→ WHAT THE TASK ASKS: Where a line below has the string "GenerateRequest" in it, include it in the count, and give that count alone.

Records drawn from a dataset

--

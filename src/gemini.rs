use crate::answer::{build_prompt, parse_answer, Answer, AnswerService};
use crate::config::GeminiConfig;
use crate::embeddings::EmbeddingClient;
use crate::error::{RagError, Result};
use async_trait::async_trait;
use log::debug;
use serde::{Deserialize, Serialize};

/// Client for interacting with Gemini API
#[derive(Clone)]
pub struct GeminiClient {
    config: GeminiConfig,
    client: reqwest::Client,
}

impl GeminiClient {
    /// Create a new Gemini client
    pub fn new(config: GeminiConfig) -> Result<Self> {
        let client = reqwest::Client::builder()
            .timeout(config.timeout)
            .build()
            .map_err(|e| RagError::Config(format!("failed to build HTTP client: {e}")))?;
        Ok(GeminiClient { config, client })
    }

    /// Generate embeddings for a text
    pub async fn get_embedding(&self, text: &str) -> Result<Vec<f32>> {
        let model = format!("models/{}", self.config.embed_model);
        let request = EmbeddingRequest {
            model: &model,
            content: Content {
                parts: vec![Part { text }],
                role: None,
            },
        };

        let url = format!("{}?key={}", self.config.embeddings_url(), self.config.api_key);

        let response = self
            .client
            .post(&url)
            .json(&request)
            .send()
            .await
            .map_err(|e| RagError::Embedding(format!("request failed: {e}")))?;

        if !response.status().is_success() {
            let status = response.status();
            let error_text = response
                .text()
                .await
                .unwrap_or_else(|_| "Unknown error".to_string());
            return Err(RagError::Embedding(format!(
                "API request failed: {} {}",
                status, error_text
            )));
        }

        let response_data: EmbeddingResponse = response
            .json()
            .await
            .map_err(|e| RagError::Embedding(format!("invalid response: {e}")))?;

        let values = response_data.embedding.values;
        if values.is_empty() {
            return Err(RagError::Embedding("provider returned an empty vector".to_string()));
        }
        Ok(values)
    }

    /// Generate text using the configured answer model
    pub async fn generate_text(&self, prompt: &str) -> Result<String> {
        let request = GenerateRequest {
            contents: vec![Content::new_with_role(prompt, "user")],
            generation_config: GenerationConfig {
                temperature: 0.2,
                top_p: 0.8,
                top_k: 40,
                max_output_tokens: 2048,
            },
        };

        let url = format!("{}?key={}", self.config.generate_url(), self.config.api_key);

        let response = self
            .client
            .post(&url)
            .json(&request)
            .send()
            .await
            .map_err(|e| RagError::provider("Gemini", e.to_string()))?;

        if !response.status().is_success() {
            let status = response.status();
            let error_text = response
                .text()
                .await
                .unwrap_or_else(|_| "Unknown error".to_string());
            return Err(RagError::provider(
                "Gemini",
                format!("{} {}", status, error_text),
            ));
        }

        let response_data: GenerateResponse = response
            .json()
            .await
            .map_err(|e| RagError::provider("Gemini", format!("invalid response: {e}")))?;

        // Extract the generated text from the response
        response_data
            .candidates
            .into_iter()
            .next()
            .and_then(|c| c.content.parts.into_iter().next())
            .map(|p| p.text)
            .ok_or_else(|| RagError::provider("Gemini", "No response generated"))
    }
}

#[async_trait]
impl EmbeddingClient for GeminiClient {
    async fn embed(&self, text: &str) -> Result<Vec<f32>> {
        self.get_embedding(text).await
    }
}

#[async_trait]
impl AnswerService for GeminiClient {
    async fn answer(&self, query: &str, context: Option<&str>) -> Result<Answer> {
        let prompt = build_prompt(query, context);
        let raw = self.generate_text(&prompt).await?;
        debug!("Gemini returned {} characters", raw.len());
        parse_answer(&raw)
    }

    fn model(&self) -> &str {
        &self.config.answer_model
    }
}

// Request/response structures for the Gemini API

#[derive(Serialize)]
struct EmbeddingRequest<'a> {
    model: &'a str,
    content: Content<'a>,
}

#[derive(Deserialize, Debug)]
struct EmbeddingResponse {
    embedding: EmbeddingData,
}

#[derive(Deserialize, Debug)]
struct EmbeddingData {
    values: Vec<f32>,
}

#[derive(Serialize)]
#[serde(rename_all = "camelCase")]
struct GenerateRequest<'a> {
    contents: Vec<Content<'a>>,
    generation_config: GenerationConfig,
}

#[derive(Serialize)]
struct Content<'a> {
    parts: Vec<Part<'a>>,
    #[serde(skip_serializing_if = "Option::is_none")]
    role: Option<&'static str>,
}

impl<'a> Content<'a> {
    fn new_with_role(text: &'a str, role: &'static str) -> Self {
        Content {
            parts: vec![Part { text }],
            role: Some(role),
        }
    }
}

#[derive(Serialize)]
struct Part<'a> {
    text: &'a str,
}

#[derive(Serialize)]
#[serde(rename_all = "camelCase")]
struct GenerationConfig {
    temperature: f32,
    top_p: f32,
    top_k: i32,
    max_output_tokens: i32,
}

#[derive(Deserialize, Debug)]
struct GenerateResponse {
    #[serde(default)]
    candidates: Vec<Candidate>,
}

#[derive(Deserialize, Debug)]
struct Candidate {
    content: ResponseContent,
}

#[derive(Deserialize, Debug)]
struct ResponseContent {
    parts: Vec<ResponsePart>,
}

#[derive(Deserialize, Debug)]
struct ResponsePart {
    text: String,
}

--

→ RESULT OF THIS EXERCISE: 2